Первая Арктическая эскадра, ядро будущего флота, шла с Балтики в Мурманск. Погода прекрасная, море спокойное, угля еще полно… Но вице-адмирал Август Францевич Унгерн нервничал. Он расхаживал по мостику, засунув руки в карманы кителя, посасывал маленькую трубку, купленную когда-то в Нагасаки и постоянно оглядывал горизонт. Что-то было не так, а что – понять он не мог. Что-то мешалось, словно камешек в ботинке – совсем как десять лет назад, когда «Мономах» только из-за взвинченных нервов капитана Унгерна не попал в японскую засаду.

– Да что с вами, Август Францевич? – не выдержал, наконец, капитан броненосца. – Может, врача позвать?

– Не стоит, – отмахнулся адмирал. – Спасибо за заботу, конечно, но врач нам скоро на своем месте понадобится.

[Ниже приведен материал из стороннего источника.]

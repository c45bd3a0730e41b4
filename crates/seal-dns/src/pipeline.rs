//! The per-query pipeline: query plugins, upstream selection, encrypted
//! exchange, response plugins, reply.
//!
//! Errors never escape `process_query`. Every terminal path updates
//! server health where appropriate and runs the logging plugins exactly
//! once; a query that cannot be answered is dropped without a reply and
//! the stub resolver retries.

use std::net::{IpAddr, SocketAddr};
use std::sync::Arc;

use rand::Rng as _;
use seal_dns_lib::{
    encrypt_query, has_tc_flag, rcode, truncated_response, SharedKey, MAX_DNS_PACKET_SIZE, MAX_DNS_UDP_PACKET_SIZE,
    MIN_DNS_PACKET_SIZE, QUERY_OVERHEAD, RCODE_SERVFAIL, RESPONSE_OVERHEAD,
};
use tokio::net::TcpStream;
use tokio::time::Instant;

use crate::plugins::{ClientProto, PluginAction, PluginReturnCode, PluginsState};
use crate::proxy::Proxy;
use crate::servers::{ServerInfo, ServerProto};
use crate::socket::OobUdpSocket;
use crate::transport;

/// Where and how the reply goes back to the client.
pub enum ReplySink<'a> {
    Udp {
        socket: Arc<OobUdpSocket>,
        peer: SocketAddr,
        /// Destination address of the query, recovered from ancillary
        /// data; replies are sent with it as the source
        dst: Option<IpAddr>,
    },
    Tcp {
        stream: &'a mut TcpStream,
        peer: SocketAddr,
    },
}

impl ReplySink<'_> {
    fn client_proto(&self) -> ClientProto {
        match self {
            ReplySink::Udp { .. } => ClientProto::Udp,
            ReplySink::Tcp { .. } => ClientProto::Tcp,
        }
    }

    fn client_addr(&self) -> SocketAddr {
        match self {
            ReplySink::Udp { peer, .. } => *peer,
            ReplySink::Tcp { peer, .. } => *peer,
        }
    }
}

pub async fn process_query(
    proxy: &Proxy,
    server: Option<Arc<ServerInfo>>,
    mut sink: ReplySink<'_>,
    mut query: Vec<u8>,
    start: Instant,
) {
    if query.len() < MIN_DNS_PACKET_SIZE {
        return;
    }
    let client_proto = sink.client_proto();
    let server_name = server.as_ref().map(|s| s.name.clone()).unwrap_or_else(|| "-".to_string());
    let mut state = PluginsState::new(client_proto, sink.client_addr(), server_name, start);

    if let Err(e) = proxy.plugins.apply_query_plugins(&mut state, &mut query) {
        tracing::debug!("query plugins rejected the query: {:#}", e);
        state.return_code = PluginReturnCode::ParseError;
        proxy.plugins.apply_logging_plugins(&state);
        return;
    }
    if query.len() < MIN_DNS_PACKET_SIZE || query.len() > MAX_DNS_PACKET_SIZE {
        state.return_code = PluginReturnCode::ParseError;
        proxy.plugins.apply_logging_plugins(&state);
        return;
    }

    let mut response = Vec::new();
    match state.action {
        PluginAction::Drop => {
            if state.return_code == PluginReturnCode::Pass {
                state.return_code = PluginReturnCode::Drop;
            }
            proxy.plugins.apply_logging_plugins(&state);
            return;
        }
        PluginAction::Synth => match state.synth_response.take() {
            Some(synth) => response = synth,
            None => {
                state.return_code = PluginReturnCode::ParseError;
                proxy.plugins.apply_logging_plugins(&state);
                return;
            }
        },
        PluginAction::Forward => {
            if state.return_code == PluginReturnCode::Pass {
                state.return_code = PluginReturnCode::Forward;
            }
        }
    }

    if response.is_empty() {
        let Some(server) = server.as_ref() else {
            tracing::debug!("dropping query: no live server");
            state.return_code = PluginReturnCode::ServerError;
            proxy.plugins.apply_logging_plugins(&state);
            return;
        };
        let exchange_started = Instant::now();

        let outcome = match server.proto {
            ServerProto::DnsCrypt => {
                let Some(certificate) = server.certificate() else {
                    state.return_code = PluginReturnCode::ServerError;
                    server.notice_failure();
                    proxy.plugins.apply_logging_plugins(&state);
                    return;
                };
                let (secret_key, public_key) = proxy.session_keys();
                let shared_key = SharedKey::new(certificate.cipher, &secret_key, &certificate.resolver_pk);
                let use_udp = client_proto == ClientProto::Udp && !proxy.config.force_tcp;
                let min_question_size = if use_udp {
                    proxy.question_size_estimator.min_question_size()
                } else {
                    // TCP padding doesn't gate response sizes, a random
                    // amount just masks the question length
                    QUERY_OVERHEAD + query.len() + rand::thread_rng().gen_range(0..256)
                };
                let sealed = encrypt_query(
                    &shared_key,
                    &public_key,
                    &certificate.client_magic,
                    &query,
                    min_question_size,
                );
                match sealed {
                    Err(e) => {
                        tracing::debug!(server = %server.name, "could not seal the query: {}", e);
                        state.return_code = PluginReturnCode::ParseError;
                        proxy.plugins.apply_logging_plugins(&state);
                        return;
                    }
                    Ok((encrypted_query, client_nonce)) => {
                        if use_udp {
                            transport::exchange_dnscrypt_udp(server, &shared_key, &encrypted_query, &client_nonce)
                                .await
                        } else {
                            transport::exchange_dnscrypt_tcp(
                                server,
                                proxy.dialer.as_ref(),
                                &shared_key,
                                &encrypted_query,
                                &client_nonce,
                            )
                            .await
                        }
                    }
                }
            }
            ServerProto::Doh => transport::exchange_doh(proxy.http_client.as_ref(), server, &query).await,
        };

        response = match outcome {
            Ok(response) => response,
            Err(e) => {
                tracing::debug!(server = %server.name, "upstream exchange failed: {}", e);
                state.return_code = PluginReturnCode::ServerError;
                server.notice_failure();
                proxy.plugins.apply_logging_plugins(&state);
                return;
            }
        };
        if response.len() < MIN_DNS_PACKET_SIZE || response.len() > MAX_DNS_PACKET_SIZE {
            state.return_code = PluginReturnCode::ParseError;
            server.notice_failure();
            proxy.plugins.apply_logging_plugins(&state);
            return;
        }

        // Out-parameter for response plugins that want to override TTLs;
        // no bundled plugin reads it back yet
        let mut ttl = None;
        if let Err(e) = proxy.plugins.apply_response_plugins(&mut state, &mut response, &mut ttl) {
            tracing::debug!(server = %server.name, "response plugins rejected the response: {:#}", e);
            state.return_code = PluginReturnCode::ParseError;
            server.notice_failure();
            proxy.plugins.apply_logging_plugins(&state);
            return;
        }

        if rcode(&response) == RCODE_SERVFAIL {
            tracing::info!(server = %server.name, "upstream returned a temporary failure");
            server.notice_failure();
        } else {
            server.notice_success(exchange_started.elapsed());
        }
    }

    if response.len() < MIN_DNS_PACKET_SIZE || response.len() > MAX_DNS_PACKET_SIZE {
        state.return_code = PluginReturnCode::ParseError;
        if let Some(server) = server.as_ref() {
            server.notice_failure();
        }
        proxy.plugins.apply_logging_plugins(&state);
        return;
    }

    match &mut sink {
        ReplySink::Udp { socket, peer, dst } => {
            if response.len() > MAX_DNS_UDP_PACKET_SIZE {
                response = match truncated_response(&query) {
                    Ok(truncated) => truncated,
                    Err(e) => {
                        tracing::debug!("could not build a truncated response: {}", e);
                        state.return_code = PluginReturnCode::ParseError;
                        proxy.plugins.apply_logging_plugins(&state);
                        return;
                    }
                };
            }
            if let Err(e) = socket.send_to_from(&response, *peer, *dst).await {
                tracing::debug!(client = %peer, "failed to send a UDP reply: {}", e);
            }
            if has_tc_flag(&response) {
                proxy.question_size_estimator.blind_adjust();
            } else {
                proxy.question_size_estimator.adjust(RESPONSE_OVERHEAD + response.len());
            }
        }
        ReplySink::Tcp { stream, peer } => {
            if let Err(e) = transport::write_prefixed(stream, &response).await {
                tracing::debug!(client = %peer, "failed to send a TCP reply: {}", e);
            }
        }
    }
    proxy.plugins.apply_logging_plugins(&state);
}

И в тот же миг раздался крик сигнальщика:

– Дым на горизонте! Не меньше трех кораблей! Приближаются!

– Передайте по эскадре: корабли к бою готовить. И пусть «Пылкий» отойдет от эскадры и наблюдает за боем. Если что-то случиться – немедленно идти в ближайший порт и отправить отчет в Петербург, – приказал Унгерн.

– Вы уверены?

– Капитан Воронцов, – вздохнул Унгерн, – присмотритесь, эти дымы уже хорошо видно. И вы и сами можете заметить, что они выглядят несколько непривычно, особенно те два. И я вам даже больше скажу – это дым от нефти. А мы не слышали ни об одном боевом корабле с нефтяными котлами. И если их прятали…

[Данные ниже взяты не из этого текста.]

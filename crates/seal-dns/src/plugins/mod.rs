//! The per-query plugin pipeline.
//!
//! Query plugins may rewrite the query, drop it, or synthesize a
//! response; response plugins may rewrite the upstream's answer; logging
//! plugins observe the terminal state of every exchange exactly once.

mod block_name;
mod cloak;
mod query_log;

pub use block_name::{BlockNamePlugin, NameSet};
pub use cloak::{CloakMap, CloakPlugin};
pub use query_log::{query_log, QueryLogPlugin, QueryLogWriter};

use std::fmt;
use std::net::SocketAddr;

use seal_dns_lib::{qname, qtype};
use tokio::time::Instant;

#[derive(Debug, Clone, Copy, PartialEq, Eq)]
pub enum ClientProto {
    Udp,
    Tcp,
}

impl fmt::Display for ClientProto {
    fn fmt(&self, f: &mut fmt::Formatter<'_>) -> fmt::Result {
        match self {
            ClientProto::Udp => f.write_str("udp"),
            ClientProto::Tcp => f.write_str("tcp"),
        }
    }
}

#[derive(Debug, Clone, Copy, PartialEq, Eq)]
pub enum PluginAction {
    Forward,
    Drop,
    Synth,
}

/// Terminal classification of an exchange, consumed by logging plugins.
#[derive(Debug, Clone, Copy, PartialEq, Eq)]
pub enum PluginReturnCode {
    Pass,
    Forward,
    Drop,
    Synth,
    ParseError,
    ServerError,
    Cloak,
    NxDomain,
    Whitelist,
}

impl fmt::Display for PluginReturnCode {
    fn fmt(&self, f: &mut fmt::Formatter<'_>) -> fmt::Result {
        let name = match self {
            PluginReturnCode::Pass => "PASS",
            PluginReturnCode::Forward => "FORWARD",
            PluginReturnCode::Drop => "DROP",
            PluginReturnCode::Synth => "SYNTH",
            PluginReturnCode::ParseError => "PARSE_ERROR",
            PluginReturnCode::ServerError => "SERVER_ERROR",
            PluginReturnCode::Cloak => "CLOAK",
            PluginReturnCode::NxDomain => "NXDOMAIN",
            PluginReturnCode::Whitelist => "WHITELIST",
        };
        f.write_str(name)
    }
}

/// Stack-local state threaded through one query's plugin invocations.
pub struct PluginsState {
    pub client_proto: ClientProto,
    pub client_addr: SocketAddr,
    pub server_name: String,
    pub qname: Option<String>,
    pub qtype: Option<u16>,
    pub action: PluginAction,
    pub synth_response: Option<Vec<u8>>,
    pub return_code: PluginReturnCode,
    pub start: Instant,
}

impl PluginsState {
    pub fn new(client_proto: ClientProto, client_addr: SocketAddr, server_name: String, start: Instant) -> Self {
        PluginsState {
            client_proto,
            client_addr,
            server_name,
            qname: None,
            qtype: None,
            action: PluginAction::Forward,
            synth_response: None,
            return_code: PluginReturnCode::Pass,
            start,
        }
    }
}

pub trait QueryPlugin: Send + Sync {
    fn name(&self) -> &'static str;
    fn evaluate(&self, state: &mut PluginsState, query: &mut Vec<u8>) -> anyhow::Result<()>;
}

pub trait ResponsePlugin: Send + Sync {
    fn name(&self) -> &'static str;
    fn evaluate(&self, state: &mut PluginsState, response: &mut Vec<u8>, ttl: &mut Option<u32>) -> anyhow::Result<()>;
}

pub trait LoggingPlugin: Send + Sync {
    fn log(&self, state: &PluginsState);
}

#[derive(Default)]
pub struct PluginChain {
    query: Vec<Box<dyn QueryPlugin>>,
    response: Vec<Box<dyn ResponsePlugin>>,
    logging: Vec<Box<dyn LoggingPlugin>>,
}

impl PluginChain {
    pub fn new() -> Self {
        Self::default()
    }

    pub fn push_query(&mut self, plugin: Box<dyn QueryPlugin>) {
        self.query.push(plugin);
    }

    pub fn push_response(&mut self, plugin: Box<dyn ResponsePlugin>) {
        self.response.push(plugin);
    }

    pub fn push_logging(&mut self, plugin: Box<dyn LoggingPlugin>) {
        self.logging.push(plugin);
    }

    /// Runs the query plugins in order. A plugin switching the action
    /// away from `Forward` ends the chain, as does a whitelist match.
    pub fn apply_query_plugins(&self, state: &mut PluginsState, query: &mut Vec<u8>) -> anyhow::Result<()> {
        state.qname = qname(query).ok();
        state.qtype = qtype(query).ok();
        for plugin in &self.query {
            plugin
                .evaluate(state, query)
                .map_err(|e| e.context(format!("query plugin '{}' failed", plugin.name())))?;
            if state.action != PluginAction::Forward || state.return_code == PluginReturnCode::Whitelist {
                break;
            }
        }
        Ok(())
    }

    pub fn apply_response_plugins(
        &self,
        state: &mut PluginsState,
        response: &mut Vec<u8>,
        ttl: &mut Option<u32>,
    ) -> anyhow::Result<()> {
        for plugin in &self.response {
            plugin
                .evaluate(state, response, ttl)
                .map_err(|e| e.context(format!("response plugin '{}' failed", plugin.name())))?;
        }
        Ok(())
    }

    pub fn apply_logging_plugins(&self, state: &PluginsState) {
        for plugin in &self.logging {
            plugin.log(state);
        }
    }
}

Унгерн рассчитывал на то, что у эскадры есть минут десять. Оказалось – всего пять, и первые снаряды, упавшие неприятно близко от флагмана, явно не были двенадцатидюймовыми…

И тогда адмиралу стало действительно страшно. Ни один флот не имел орудий с калибром больше двенадцати дюймов и с такой чудовищной дальностью и меткостью. Их собственным орудиям придется молчать еще несколько минут… или рискнуть?

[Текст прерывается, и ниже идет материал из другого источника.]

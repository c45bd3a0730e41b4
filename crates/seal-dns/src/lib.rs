mod app;
pub use app::App;
mod cli;
pub use cli::Args;
mod logging;
pub use logging::setup_logging;
mod estimator;
pub use estimator::QuestionSizeEstimator;
mod listener;
pub use listener::DnsListener;
pub mod pipeline;
pub mod plugins;
mod prefetch;
pub use prefetch::ReloadableList;
mod proxy;
pub use proxy::{ClientCounter, Proxy, ProxyConfig};
mod servers;
pub use servers::{RegisteredServer, ServerInfo, ServerProto, ServersInfo};
mod socket;
pub use socket::OobUdpSocket;
pub mod transport;
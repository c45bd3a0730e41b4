//! Client-facing accept loops. Each bound address carries a UDP and a
//! TCP listener; every incoming message is handled by its own task,
//! gated by the in-flight client counter.

use std::net::SocketAddr;
use std::sync::Arc;

use anyhow::Context as _;
use seal_dns_lib::{MAX_DNS_PACKET_SIZE, MIN_DNS_PACKET_SIZE};
use tokio::net::{TcpListener, TcpStream};
use tokio::task::JoinSet;
use tokio::time::Instant;

use crate::pipeline::{process_query, ReplySink};
use crate::proxy::Proxy;
use crate::socket::OobUdpSocket;
use crate::transport;

pub struct DnsListener {
    udp: Arc<OobUdpSocket>,
    tcp: TcpListener,
}

impl DnsListener {
    pub async fn bind(addr: SocketAddr) -> anyhow::Result<Self> {
        let udp = OobUdpSocket::bind(addr).with_context(|| format!("failed to bind {addr}/UDP"))?;
        let tcp = TcpListener::bind(addr)
            .await
            .with_context(|| format!("failed to bind {addr}/TCP"))?;
        tracing::info!(%addr, "now listening");
        Ok(DnsListener { udp: Arc::new(udp), tcp })
    }

    /// Adopts a pre-opened UDP socket + TCP listener pair, as handed
    /// over by a privilege-dropping parent or a socket-activation
    /// supervisor.
    #[cfg(unix)]
    pub fn from_inherited_fds(udp_fd: std::os::fd::RawFd, tcp_fd: std::os::fd::RawFd) -> anyhow::Result<Self> {
        use std::os::fd::FromRawFd as _;

        // The supervisor contract guarantees these descriptors are ours
        // and open exactly once
        let std_udp = unsafe { std::net::UdpSocket::from_raw_fd(udp_fd) };
        let udp = OobUdpSocket::from_std(std_udp).context("failed to adopt the inherited UDP socket")?;

        let std_tcp = unsafe { std::net::TcpListener::from_raw_fd(tcp_fd) };
        std_tcp
            .set_nonblocking(true)
            .context("failed to adopt the inherited TCP listener")?;
        let tcp = TcpListener::from_std(std_tcp).context("failed to adopt the inherited TCP listener")?;

        tracing::info!(addr = %udp.local_addr()?, "now listening on inherited descriptors");
        Ok(DnsListener { udp: Arc::new(udp), tcp })
    }

    pub fn local_addr(&self) -> anyhow::Result<SocketAddr> {
        self.udp.local_addr().context("listener has no local address")
    }

    pub fn spawn(self, proxy: Arc<Proxy>, workers: &mut JoinSet<anyhow::Result<()>>) {
        workers.spawn(udp_loop(proxy.clone(), self.udp));
        workers.spawn(tcp_loop(proxy, self.tcp));
    }
}

async fn udp_loop(proxy: Arc<Proxy>, socket: Arc<OobUdpSocket>) -> anyhow::Result<()> {
    loop {
        let mut buf = vec![0u8; MAX_DNS_PACKET_SIZE - 1];
        let (len, peer, dst) = socket
            .recv_from_dst(&mut buf)
            .await
            .context("UDP listener failed to receive")?;
        if len < MIN_DNS_PACKET_SIZE {
            continue;
        }
        buf.truncate(len);

        let proxy = proxy.clone();
        let socket = socket.clone();
        tokio::spawn(async move {
            let start = Instant::now();
            if !proxy.clients.begin(proxy.config.max_clients) {
                proxy.admission_warning();
                return;
            }
            let server = proxy.servers.get_one();
            let sink = ReplySink::Udp { socket, peer, dst };
            process_query(&proxy, server, sink, buf, start).await;
            proxy.clients.end();
        });
    }
}

async fn tcp_loop(proxy: Arc<Proxy>, listener: TcpListener) -> anyhow::Result<()> {
    loop {
        let (stream, peer) = match listener.accept().await {
            Ok(accepted) => accepted,
            Err(e) => {
                tracing::debug!("TCP accept failed: {}", e);
                continue;
            }
        };
        let proxy = proxy.clone();
        tokio::spawn(async move {
            let start = Instant::now();
            if !proxy.clients.begin(proxy.config.max_clients) {
                proxy.admission_warning();
                return;
            }
            // One request per connection; the deadline covers the read,
            // the exchange and the reply
            let client = handle_tcp_client(&proxy, stream, peer, start);
            if tokio::time::timeout(proxy.config.timeout, client).await.is_err() {
                tracing::debug!(client = %peer, "TCP client timed out");
            }
            proxy.clients.end();
        });
    }
}

async fn handle_tcp_client(proxy: &Proxy, mut stream: TcpStream, peer: SocketAddr, start: Instant) {
    let query = match transport::read_prefixed(&mut stream).await {
        Ok(query) => query,
        Err(e) => {
            tracing::debug!(client = %peer, "failed to read a TCP query: {}", e);
            return;
        }
    };
    if query.len() < MIN_DNS_PACKET_SIZE {
        return;
    }
    let server = proxy.servers.get_one();
    let sink = ReplySink::Tcp {
        stream: &mut stream,
        peer,
    };
    process_query(proxy, server, sink, query, start).await;
}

– Стволы на максимальное возвышение, усиленный заряд, огонь открывать по готовности! – И Унгерн снова поднял бинокль, игнорируя взлетающие рядом столбы разрывов. Наконец-то он смог рассмотреть врага… И это было немыслимо. Этих кораблей просто не могло существовать… Но они были и вели огонь.

Огромные – раза в полтора больше любого броненосца, с единственной трубой, с четырьмя башнями главного калибра и невероятно быстрые. Куда быстрее даже эсминцев, за исключением разве что «Новика»… Впрочем, один из этой четверки немного отличался – у него было три башни, но зато с тремя орудиями. Еще два корабля, державшиеся в тени «старших братьев» были поменьше, имели всего две башни – правда, опять-таки трехорудийных – и пока что молчали. Правда, от этого было не легче…

Постоянное метание позволило сблизиться с неизвестным врагом на дистанцию огня почти без потерь – потерявший от близкого разрыва руль и винты «Рюрик» не в счет – и хоть как-то ответить. И пусть двенадцатидюймовые снаряды бессильно рвались на броне, однажды «Императрице Екатерине» удалось попасть в палубу одного из монстров, повредив башню среднего калибра. Конечно, враг им не пользовался, наглядно демонстрируя правильность кое-каких новых идей, но все равно, это был хоть какой-то результат.